33 Responses to Hollywood Angelology

  • The movie looks demonic.

  • That pretty much eliminates this film for my viewing enjoyment.

    I’ll be watching A Man for All Seasons instead.

    Can I assume that the title of the movie is in reference to the demon Legion in the Holy Gospel of Saint Mark 5:9?

    And he asked him: What is thy name? And he saith to him: My name is Legion, for we are many.

  • Hollywood’s hatred for God is unlimited.

  • I’m going to reserve judgment until I see it. Maybe there’s some crazy plot twists and it turns out to be a good Christian film.

  • RR,

    Paul Bettany also starred as the Opus Dei albino monk assassin.

    Is there a pattern that I am detecting of this English actor?

  • I doubt it. These people absolutely hate God, and they admire Satan for rebelling against him – whether they see that as a reality or a myth, that is who and what they identify with.

  • Some people have pointed out that “the fallen angel” supporting his own messiah sounds like “making the audience root for the anti-Christ.” We have come to this.

  • Here’s a good quote:

    “So, it would appear that just about everything in this movie in relation to the Christian worldview upon which it is supposed to be based has been turned on its head. Now I understand that the producers are trying to spin this as a re-telling of the Old Testament Flood narrative with God giving up on mankind and effectively hitting the reset button, but in no way was God ever depicted as the bad guy in that scenario, so that analogy doesn’t hold up. This treatment of this worldview betrays either an unfamiliarity with the subject matter or an utter disdain for it. At this point one might think it would be time to ask what this says about the folks behind the production of this film, but there is something else that concerns me greater. Similar treatment of the Star Wars or Star Trek universes by a director would stir up a firestorm across the blogosphere the likes of which we have never seen. Yet in this case there is mostly silence. So, what does that say about us?”

  • As an aside, I’ve considered all the light-porn angels we see, such as in Victoria’s Secret ads, are good evidence for existence of the succubus…

  • HK,

    light-porn angels we see, such as in Victoria’s Secret ads, are good evidence for existence of the succubus

    Good catch on that one. I’m sure Victoria Secret won’t like that bit of info.

  • It also says,

    “So, we have a movie where the audience is asked to root for Satan as he tries to protect the Antichrist from being killed by God. Nice.”

    Yes, this is exactly what they want. They’ve been doing it through music for decades, and subtly through film, but now it is out in the open. It is out in the open because they know that now most people either agree with, or are indifferent to, their message – and that even the people who see it for what it is and are appalled by it will do absolutely nothing about it.

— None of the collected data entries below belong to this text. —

//! Tests for the test webhook client and the webhook testing flow

use std::sync::Arc;
use std::time::Duration;

use serde_json::json;
use wiremock::matchers::{body_partial_json, method, path};
use wiremock::{Mock, MockServer, ResponseTemplate};

use engagement_ai::config::{ModelConfig, WebhookConfig};
use engagement_ai::error::ErrorKind;
use engagement_ai::memory::{FallbackDataset, InMemoryStore};
use engagement_ai::model::HttpLanguageModel;
use engagement_ai::service::{AiService, ServiceSettings};
use engagement_ai::testing::AiTester;
use engagement_ai::webhook::{WebhookClient, WebhookPayload, ANSWER_NOT_FOUND};

const WEBHOOK_PATH: &str = "/webhook/teste_ia_assistente";

async fn tester(server: &MockServer, timeout_ms: u64) -> (AiTester, Arc<InMemoryStore>) {
    let store = Arc::new(InMemoryStore::new());
    store.load(FallbackDataset::sample()).await;

    // the model is never called by webhook tests
    let model = HttpLanguageModel::new(&ModelConfig {
        base_url: server.uri(),
        ..ModelConfig::default()
    })
    .expect("model client");
    let service = AiService::new(store.clone(), Arc::new(model), ServiceSettings::default());

    let webhook = WebhookClient::new(&WebhookConfig {
        url: format!("{}{WEBHOOK_PATH}", server.uri()),
        timeout_ms,
    })
    .expect("webhook client");

    (AiTester::new(service, Some(webhook)), store)
}

#[tokio::test]
async fn test_payload_carries_unit_and_phase() {
    let server = MockServer::start().await;
    Mock::given(method("POST"))
        .and(path(WEBHOOK_PATH))
        .and(body_partial_json(json!({
            "unidade_id": "mock-unit-1",
            "unidade_nome": "Unidade Centro",
            "unidade_codigo": "UC001",
            "fase_atual": "interacao",
            "pergunta": "Quando abre?"
        })))
        .respond_with(ResponseTemplate::new(200).set_body_json(json!([{ "output": "Em breve!" }])))
        .expect(1)
        .mount(&server)
        .await;

    let (tester, store) = tester(&server, 2_000).await;
    let result = tester
        .test_via_webhook("mock-unit-1", "Quando abre?")
        .await
        .expect("webhook answered");

    assert!(result.success);
    assert_eq!(result.response, "Em breve!");
    assert_eq!(result.behavior_group_used, "Webhook");
    assert_eq!(result.phase_id.as_deref(), Some("fase-interacao"));
    assert!(result.webhook_data.is_some());
    // webhook runs never touch the audit trail
    assert_eq!(store.interaction_count().await, 0);
}

#[tokio::test]
async fn test_object_reply_with_metadata() {
    let server = MockServer::start().await;
    Mock::given(method("POST"))
        .and(path(WEBHOOK_PATH))
        .respond_with(ResponseTemplate::new(200).set_body_json(json!({
            "resposta": "Abrimos às 9h.",
            "confianca": 0.77,
            "fontes": ["Horários"],
            "grupo_comportamento": "Interação"
        })))
        .mount(&server)
        .await;

    let (tester, _) = tester(&server, 2_000).await;
    let result = tester.test_via_webhook("mock-unit-1", "Horário?").await.expect("answered");

    assert_eq!(result.response, "Abrimos às 9h.");
    assert!((result.confidence - 0.77).abs() < f64::EPSILON);
    assert_eq!(result.sources, vec!["Horários"]);
    assert_eq!(result.behavior_group_used, "Interação");
}

#[tokio::test]
async fn test_unrecognized_reply_uses_placeholder() {
    let server = MockServer::start().await;
    Mock::given(method("POST"))
        .respond_with(ResponseTemplate::new(200).set_body_json(json!({ "status": "ok" })))
        .mount(&server)
        .await;

    let (tester, _) = tester(&server, 2_000).await;
    let result = tester.test_via_webhook("mock-unit-1", "Oi").await.expect("answered");
    assert_eq!(result.response, ANSWER_NOT_FOUND);
}

#[tokio::test]
async fn test_server_error_is_transport_failure() {
    let server = MockServer::start().await;
    Mock::given(method("POST"))
        .respond_with(ResponseTemplate::new(500).set_body_string("workflow crashed"))
        .mount(&server)
        .await;

    let (tester, store) = tester(&server, 2_000).await;
    let failure = tester.test_via_webhook("mock-unit-1", "Oi").await.expect_err("500");

    assert_eq!(failure.kind(), ErrorKind::TransportFailure);
    assert!(!failure.result.success);
    assert!(failure
        .result
        .error_message
        .as_deref()
        .is_some_and(|m| m.contains("500")));
    assert_eq!(store.interaction_count().await, 0);
}

#[tokio::test]
async fn test_slow_webhook_times_out() {
    let server = MockServer::start().await;
    Mock::given(method("POST"))
        .respond_with(
            ResponseTemplate::new(200)
                .set_body_json(json!({ "output": "tarde demais" }))
                .set_delay(Duration::from_secs(2)),
        )
        .mount(&server)
        .await;

    let (tester, _) = tester(&server, 100).await;
    let failure = tester.test_via_webhook("mock-unit-1", "Oi").await.expect_err("timeout");
    assert_eq!(failure.kind(), ErrorKind::TransportFailure);
}

#[tokio::test]
async fn test_non_json_reply_is_malformed() {
    let server = MockServer::start().await;
    Mock::given(method("POST"))
        .respond_with(ResponseTemplate::new(200).set_body_string("<html>ok</html>"))
        .mount(&server)
        .await;

    let (tester, _) = tester(&server, 2_000).await;
    let failure = tester.test_via_webhook("mock-unit-1", "Oi").await.expect_err("html");
    assert_eq!(failure.kind(), ErrorKind::MalformedModelOutput);
}

#[tokio::test]
async fn test_empty_query_never_posts() {
    let server = MockServer::start().await;
    Mock::given(method("POST"))
        .respond_with(ResponseTemplate::new(200))
        .expect(0)
        .mount(&server)
        .await;

    let (tester, _) = tester(&server, 2_000).await;
    let failure = tester.test_via_webhook("mock-unit-1", "  ").await.expect_err("blank");
    assert_eq!(failure.kind(), ErrorKind::ValidationError);
}

#[tokio::test]
async fn test_client_sends_payload_directly() {
    let server = MockServer::start().await;
    Mock::given(method("POST"))
        .and(path(WEBHOOK_PATH))
        .and(body_partial_json(json!({ "fase_atual": "unknown" })))
        .respond_with(ResponseTemplate::new(200).set_body_json(json!({ "response": "ok" })))
        .expect(1)
        .mount(&server)
        .await;

    let client = WebhookClient::new(&WebhookConfig {
        url: format!("{}{WEBHOOK_PATH}", server.uri()),
        timeout_ms: 2_000,
    })
    .expect("client");
    let unit = FallbackDataset::sample().units.remove(0);
    let payload = WebhookPayload::new(&unit, None, "Oi");

    let reply = client.send(&payload).await.expect("sent");
    assert_eq!(reply["response"], "ok");
}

    They aren’t just mocking Christianity. They’re spitting in our faces. And there will be millions of fans of this, who have been prepared now for a generation to hate Christianity and above all the Catholic Church.

    I could say a lot more, but I’ll leave it at that.

  • Joe,

    I agree wholeheartedly.

    I could say a lot more, but I’ll leave it at that.

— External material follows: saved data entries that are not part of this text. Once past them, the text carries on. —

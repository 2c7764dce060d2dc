//! Instagram Direct conversations.
//!
//! `total_count` always equals the number of stored messages. Inbound messages
//! raise `unread_count` until staff mark the conversation read.

use std::sync::Arc;

use chrono::Utc;
use serde_json::Value;
use tracing::{debug, info};

use crate::error::{EngagementError, Result};
use crate::models::{new_id, ConversationStatus, DirectConversation, DirectMessage, ReplySuggestion, Sender};
use crate::store::{collections, RecordStore};
use crate::validation::InputValidator;

/// Reply suggestions shown per conversation
pub const MAX_REPLY_SUGGESTIONS: usize = 3;

/// Parse stored AI reply suggestions.
///
/// The stored value may be JSON text, possibly stringified twice. An object
/// maps to `(key, text)` pairs; an array maps items with `id`/`texto`, falling
/// back to positional ids `sugestao_N`. Any other shape yields no suggestions.
#[must_use]
pub fn parse_reply_suggestions(raw: &Value) -> Vec<ReplySuggestion> {
    let mut value = raw.clone();
    for _ in 0..2 {
        let Value::String(text) = &value else { break };
        match serde_json::from_str::<Value>(text) {
            Ok(decoded) => value = decoded,
            Err(e) => {
                debug!(error = %e, "Discarding unparseable reply suggestions");
                return Vec::new();
            }
        }
    }

    match value {
        Value::Object(entries) => entries
            .into_iter()
            .take(MAX_REPLY_SUGGESTIONS)
            .map(|(id, text)| ReplySuggestion { id, text: value_text(&text) })
            .collect(),
        Value::Array(items) => items
            .iter()
            .take(MAX_REPLY_SUGGESTIONS)
            .enumerate()
            .map(|(idx, item)| ReplySuggestion {
                id: item
                    .get("id")
                    .and_then(non_empty_text)
                    .unwrap_or_else(|| format!("sugestao_{}", idx + 1)),
                text: item
                    .get("texto")
                    .and_then(non_empty_text)
                    .unwrap_or_else(|| value_text(item)),
            })
            .collect(),
        _ => Vec::new(),
    }
}

fn value_text(value: &Value) -> String {
    match value {
        Value::String(text) => text.clone(),
        other => other.to_string(),
    }
}

fn non_empty_text(value: &Value) -> Option<String> {
    match value {
        Value::String(text) if !text.is_empty() => Some(text.clone()),
        Value::Number(n) => Some(n.to_string()),
        _ => None,
    }
}

/// Message and status operations on Direct conversations
#[derive(Clone)]
pub struct DirectService {
    store: Arc<dyn RecordStore>,
}

impl DirectService {
    pub fn new(store: Arc<dyn RecordStore>) -> Self {
        Self { store }
    }

    /// Start a conversation with an Instagram user
    pub async fn open_conversation(
        &self,
        unit_id: &str,
        external_user_id: &str,
        display_name: Option<&str>,
    ) -> Result<DirectConversation> {
        InputValidator::validate_unit_id(unit_id)?;
        InputValidator::validate_id("instagram user", external_user_id)?;
        if self.store.get_unit(unit_id).await?.is_none() {
            return Err(EngagementError::not_found(collections::UNITS, unit_id));
        }

        let now = Utc::now();
        let conversation = DirectConversation {
            id: new_id(),
            unit_id: unit_id.to_string(),
            external_user_id: external_user_id.to_string(),
            display_name: display_name.map(str::to_string),
            messages: Vec::new(),
            unread_count: 0,
            total_count: 0,
            status: ConversationStatus::Active,
            metadata: Value::Object(serde_json::Map::new()),
            ai_suggestions: None,
            created_at: now,
            updated_at: now,
        };
        self.store.save_conversation(&conversation).await?;
        Ok(conversation)
    }

    /// Conversations of a unit, most recently updated first
    pub async fn conversations(&self, unit_id: &str) -> Result<Vec<DirectConversation>> {
        InputValidator::validate_unit_id(unit_id)?;
        self.store.conversations_for_unit(unit_id).await
    }

    /// Record a message from the Instagram user.
    ///
    /// Archived conversations are reopened; blocked ones reject the message.
    pub async fn record_inbound(&self, conversation_id: &str, text: &str) -> Result<DirectConversation> {
        let mut conversation = self.load(conversation_id).await?;
        if conversation.status == ConversationStatus::Blocked {
            return Err(EngagementError::validation(format!(
                "conversation {conversation_id} is blocked"
            )));
        }
        conversation.status = ConversationStatus::Active;
        push_message(&mut conversation, Sender::Them, text)?;
        conversation.unread_count += 1;
        self.save(conversation).await
    }

    /// Record a reply sent by the unit
    pub async fn record_outbound(&self, conversation_id: &str, text: &str) -> Result<DirectConversation> {
        let mut conversation = self.load(conversation_id).await?;
        if conversation.status != ConversationStatus::Active {
            return Err(EngagementError::validation(format!(
                "conversation {conversation_id} is {}",
                conversation.status
            )));
        }
        push_message(&mut conversation, Sender::Me, text)?;
        self.save(conversation).await
    }

    /// Clear the unread counter
    pub async fn mark_read(&self, conversation_id: &str) -> Result<DirectConversation> {
        let mut conversation = self.load(conversation_id).await?;
        conversation.unread_count = 0;
        self.save(conversation).await
    }

    /// Archive a conversation
    pub async fn archive(&self, conversation_id: &str) -> Result<DirectConversation> {
        self.set_status(conversation_id, ConversationStatus::Archived).await
    }

    /// Block the other side of a conversation
    pub async fn block(&self, conversation_id: &str) -> Result<DirectConversation> {
        self.set_status(conversation_id, ConversationStatus::Blocked).await
    }

    /// Undo an archive or block
    pub async fn reactivate(&self, conversation_id: &str) -> Result<DirectConversation> {
        self.set_status(conversation_id, ConversationStatus::Active).await
    }

    /// Reply suggestions stored on a conversation
    pub async fn reply_suggestions(&self, conversation_id: &str) -> Result<Vec<ReplySuggestion>> {
        let conversation = self.load(conversation_id).await?;
        Ok(conversation
            .ai_suggestions
            .as_ref()
            .map(parse_reply_suggestions)
            .unwrap_or_default())
    }

    async fn set_status(&self, conversation_id: &str, status: ConversationStatus) -> Result<DirectConversation> {
        let mut conversation = self.load(conversation_id).await?;
        info!(conversation_id, from = %conversation.status, to = %status, "Conversation status changed");
        conversation.status = status;
        self.save(conversation).await
    }

    async fn load(&self, conversation_id: &str) -> Result<DirectConversation> {
        InputValidator::validate_id("conversation", conversation_id)?;
        self.store
            .get_conversation(conversation_id)
            .await?
            .ok_or_else(|| EngagementError::not_found(collections::CONVERSATIONS, conversation_id))
    }

    async fn save(&self, mut conversation: DirectConversation) -> Result<DirectConversation> {
        conversation.updated_at = Utc::now();
        self.store.save_conversation(&conversation).await?;
        Ok(conversation)
    }
}

fn push_message(conversation: &mut DirectConversation, sender: Sender, text: &str) -> Result<()> {
    InputValidator::validate_message_text(text)?;
    conversation.messages.push(DirectMessage {
        id: new_id(),
        sender,
        text: InputValidator::sanitize_text(text),
        timestamp: Utc::now(),
    });
    conversation.total_count = u32::try_from(conversation.messages.len())
        .map_err(|_| EngagementError::validation("conversation has too many messages"))?;
    Ok(())
}

#[cfg(test)]
mod tests {
    use super::*;
    use crate::error::ErrorKind;
    use crate::memory::{FallbackDataset, InMemoryStore};
    use serde_json::json;

    async fn direct() -> DirectService {
        let store = Arc::new(InMemoryStore::new());
        store.load(FallbackDataset::sample()).await;
        DirectService::new(store)
    }

    #[test]
    fn suggestions_from_object_keep_three_entries() {
        let raw = json!({ "a": "Olá!", "b": "Obrigado!", "c": "Volte sempre", "d": "Extra" });
        let parsed = parse_reply_suggestions(&raw);
        assert_eq!(parsed.len(), 3);
        assert_eq!(parsed[0], ReplySuggestion { id: "a".into(), text: "Olá!".into() });
    }

    #[test]
    fn suggestions_survive_double_stringification() {
        let inner = json!([{ "id": "s1", "texto": "Oi" }, "Tudo bem?"]).to_string();
        let raw = Value::String(Value::String(inner).to_string());
        let parsed = parse_reply_suggestions(&raw);
        assert_eq!(parsed[0].id, "s1");
        assert_eq!(parsed[1], ReplySuggestion { id: "sugestao_2".into(), text: "Tudo bem?".into() });
    }

    #[test]
    fn junk_suggestions_are_empty() {
        assert!(parse_reply_suggestions(&Value::Null).is_empty());
        assert!(parse_reply_suggestions(&json!("{not json")).is_empty());
        assert!(parse_reply_suggestions(&json!(42)).is_empty());
    }

    #[tokio::test]
    async fn counts_follow_messages() {
        let direct = direct().await;
        let conversation = direct.record_inbound("mock-direct-1", "Ainda estão abertos?").await.expect("inbound");
        assert_eq!(conversation.total_count, 3);
        assert_eq!(conversation.unread_count, 2);

        let conversation = direct.record_outbound("mock-direct-1", "Sim!").await.expect("outbound");
        assert_eq!(conversation.total_count, 4);
        assert_eq!(conversation.total_count as usize, conversation.messages.len());

        let conversation = direct.mark_read("mock-direct-1").await.expect("read");
        assert_eq!(conversation.unread_count, 0);
    }

    #[tokio::test]
    async fn blocked_conversations_reject_messages_until_reactivated() {
        let direct = direct().await;
        direct.block("mock-direct-1").await.expect("block");

        let err = direct.record_inbound("mock-direct-1", "Oi").await.expect_err("blocked");
        assert_eq!(err.kind(), ErrorKind::ValidationError);

        direct.reactivate("mock-direct-1").await.expect("reactivate");
        direct.record_outbound("mock-direct-1", "Olá").await.expect("active again");
    }

    #[tokio::test]
    async fn inbound_message_reopens_archived_conversation() {
        let direct = direct().await;
        direct.archive("mock-direct-1").await.expect("archive");
        let conversation = direct.record_inbound("mock-direct-1", "Voltei").await.expect("inbound");
        assert_eq!(conversation.status, ConversationStatus::Active);
    }
}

    That would be good for another post don’t you think?


  • “As an aside, I’ve considered all the light-porn angels we see, such as in Victoria’s Secret ads are good evidence for existence of the succubus…”

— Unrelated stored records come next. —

use std::time::{Duration, Instant};

use metrics::{counter, histogram};

use crate::error::{EngagementError, ErrorKind, Result};

/// Metrics collection and management
#[derive(Debug, Clone)]
pub struct MetricsCollector {
    // AI pipeline metrics
    pub ai_requests_total: &'static str,
    pub ai_request_duration: &'static str,
    pub classifications_total: &'static str,
    pub interactions_logged_total: &'static str,

    // Record store metrics
    pub db_operations_total: &'static str,
    pub db_operation_duration: &'static str,
    pub fallback_reads_total: &'static str,

    // Export metrics
    pub export_operations_total: &'static str,
    pub export_rows_total: &'static str,
    pub export_duration: &'static str,

    // Error metrics
    pub errors_total: &'static str,
}

impl Default for MetricsCollector {
    fn default() -> Self {
        Self {
            ai_requests_total: "engagement_ai_requests_total",
            ai_request_duration: "engagement_ai_request_duration_seconds",
            classifications_total: "engagement_classifications_total",
            interactions_logged_total: "engagement_interactions_logged_total",

            db_operations_total: "engagement_db_operations_total",
            db_operation_duration: "engagement_db_operation_duration_seconds",
            fallback_reads_total: "engagement_store_fallback_reads_total",

            export_operations_total: "engagement_export_operations_total",
            export_rows_total: "engagement_export_rows_total",
            export_duration: "engagement_export_duration_seconds",

            errors_total: "engagement_errors_total",
        }
    }
}

impl MetricsCollector {
    /// Install the no-op recorder when the host did not install one
    pub fn init() -> Result<()> {
        metrics::set_global_recorder(metrics::NoopRecorder)
            .map_err(|e| EngagementError::InvalidConfig(format!("Failed to initialize metrics recorder: {e}")))
    }

    /// Record one AI pipeline call
    pub fn record_ai_request(&self, operation: &'static str, duration: Duration, outcome: &'static str) {
        counter!(self.ai_requests_total, "operation" => operation, "outcome" => outcome).increment(1);
        histogram!(self.ai_request_duration, "operation" => operation).record(duration.as_secs_f64());
    }

    /// Record the suggested value of a comment classification
    pub fn record_classification(&self, classification: &'static str) {
        counter!(self.classifications_total, "classification" => classification).increment(1);
    }

    /// Record one appended interaction history entry
    pub fn record_interaction_logged(&self, success: bool) {
        let status = if success { "success" } else { "failure" };
        counter!(self.interactions_logged_total, "status" => status).increment(1);
    }

    /// Record database operation metrics
    pub fn record_db_operation(&self, operation: &'static str, duration: Duration, success: bool) {
        let status = if success { "success" } else { "error" };
        counter!(self.db_operations_total, "operation" => operation, "status" => status).increment(1);
        histogram!(self.db_operation_duration, "operation" => operation).record(duration.as_secs_f64());

        if !success {
            counter!(self.errors_total, "kind" => ErrorKind::Storage.as_str(), "operation" => operation)
                .increment(1);
        }
    }

    /// Record a read served by the fallback data source
    pub fn record_fallback_read(&self, collection: &'static str) {
        counter!(self.fallback_reads_total, "collection" => collection).increment(1);
    }

    /// Record export operation metrics
    pub fn record_export_operation(&self, format: &'static str, rows: usize, duration: Duration) {
        counter!(self.export_operations_total, "format" => format).increment(1);
        counter!(self.export_rows_total, "format" => format).increment(rows as u64);
        histogram!(self.export_duration, "format" => format).record(duration.as_secs_f64());
    }

    /// Record error metrics
    pub fn record_error(&self, kind: ErrorKind, operation: &'static str) {
        counter!(self.errors_total, "kind" => kind.as_str(), "operation" => operation).increment(1);
    }
}

/// Times one AI pipeline call and records its outcome
pub struct MetricsTimer {
    collector: MetricsCollector,
    operation: &'static str,
    start: Instant,
}

impl MetricsTimer {
    #[must_use]
    pub fn new(collector: MetricsCollector, operation: &'static str) -> Self {
        Self {
            collector,
            operation,
            start: Instant::now(),
        }
    }

    /// Record duration and outcome; errors are also counted by kind
    pub fn finish<T>(self, result: &Result<T>) -> Duration {
        let duration = self.start.elapsed();
        match result {
            Ok(_) => self.collector.record_ai_request(self.operation, duration, "success"),
            Err(e) => {
                self.collector.record_ai_request(self.operation, duration, e.kind().as_str());
                self.collector.record_error(e.kind(), self.operation);
            }
        }
        duration
    }
}

#[cfg(test)]
mod tests {
    use super::*;

    #[test]
    fn test_metrics_collector_creation() {
        let collector = MetricsCollector::default();
        assert_eq!(collector.fallback_reads_total, "engagement_store_fallback_reads_total");
    }

    #[test]
    fn timer_reports_elapsed_time_for_failures() {
        let timer = MetricsTimer::new(MetricsCollector::default(), "generate_response");
        let result: Result<()> = Err(EngagementError::malformed("bad"));
        let elapsed = timer.finish(&result);
        assert!(elapsed < Duration::from_secs(5));
    }
}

  • Similar themes have been popular in video games for years, though that’s probably due to historical anti-Christian prejudice in Japanese culture.

  • Why would God try to prevent the second coming of Himself? Seems like a plot point thats either going to end up with a lame explanation or be completely ignored… which is what I’ll be doing to this movie.

  • Tito, the funny thing is, Bettany also played the Catholic doctor Stephen Maturin in Master and Commander with Russell Crowe.

    This story tilts as so very many windmills. The portrayal of God is obviously not a Christian one… what happened to the “for God so loved the world” stuff? What seems at least implied is the standard, superficial-yet-common view of God: angry, vengeful, ready to get medieval on your… you know what. (To be honest, I think many Christians have this view of the Father!) To apply Sheen’s famous remark about the Church more generally… there are many who oppose Christianity, but only a few of them really understand that which they are opposing.

  • “The portrayal of God is obviously not a Christian one…”

    That really depends. I believe the makers of this film fully intend for the audience to accept in their minds that this is the one God, the God of Jews, Christians, Muslims and assorted sects and cults, the God that has been called “Yaweh” and “Jehova.”

    By virtue of what they propose God is doing, no, is not our God. But that isn’t the point. The harm will be done regardless. Movies such as this are both caused by, and contribute to, the moral, spiritual and intellectual degeneracy of our time. I believe this movie has been created to give the open and violent enemies of God, and the open admirers of Satan, something to salivate over. It is a celebration of rebellion against the one true God, who it turns out was a mean guy all along – don’t you see, that Satan guy had the right idea.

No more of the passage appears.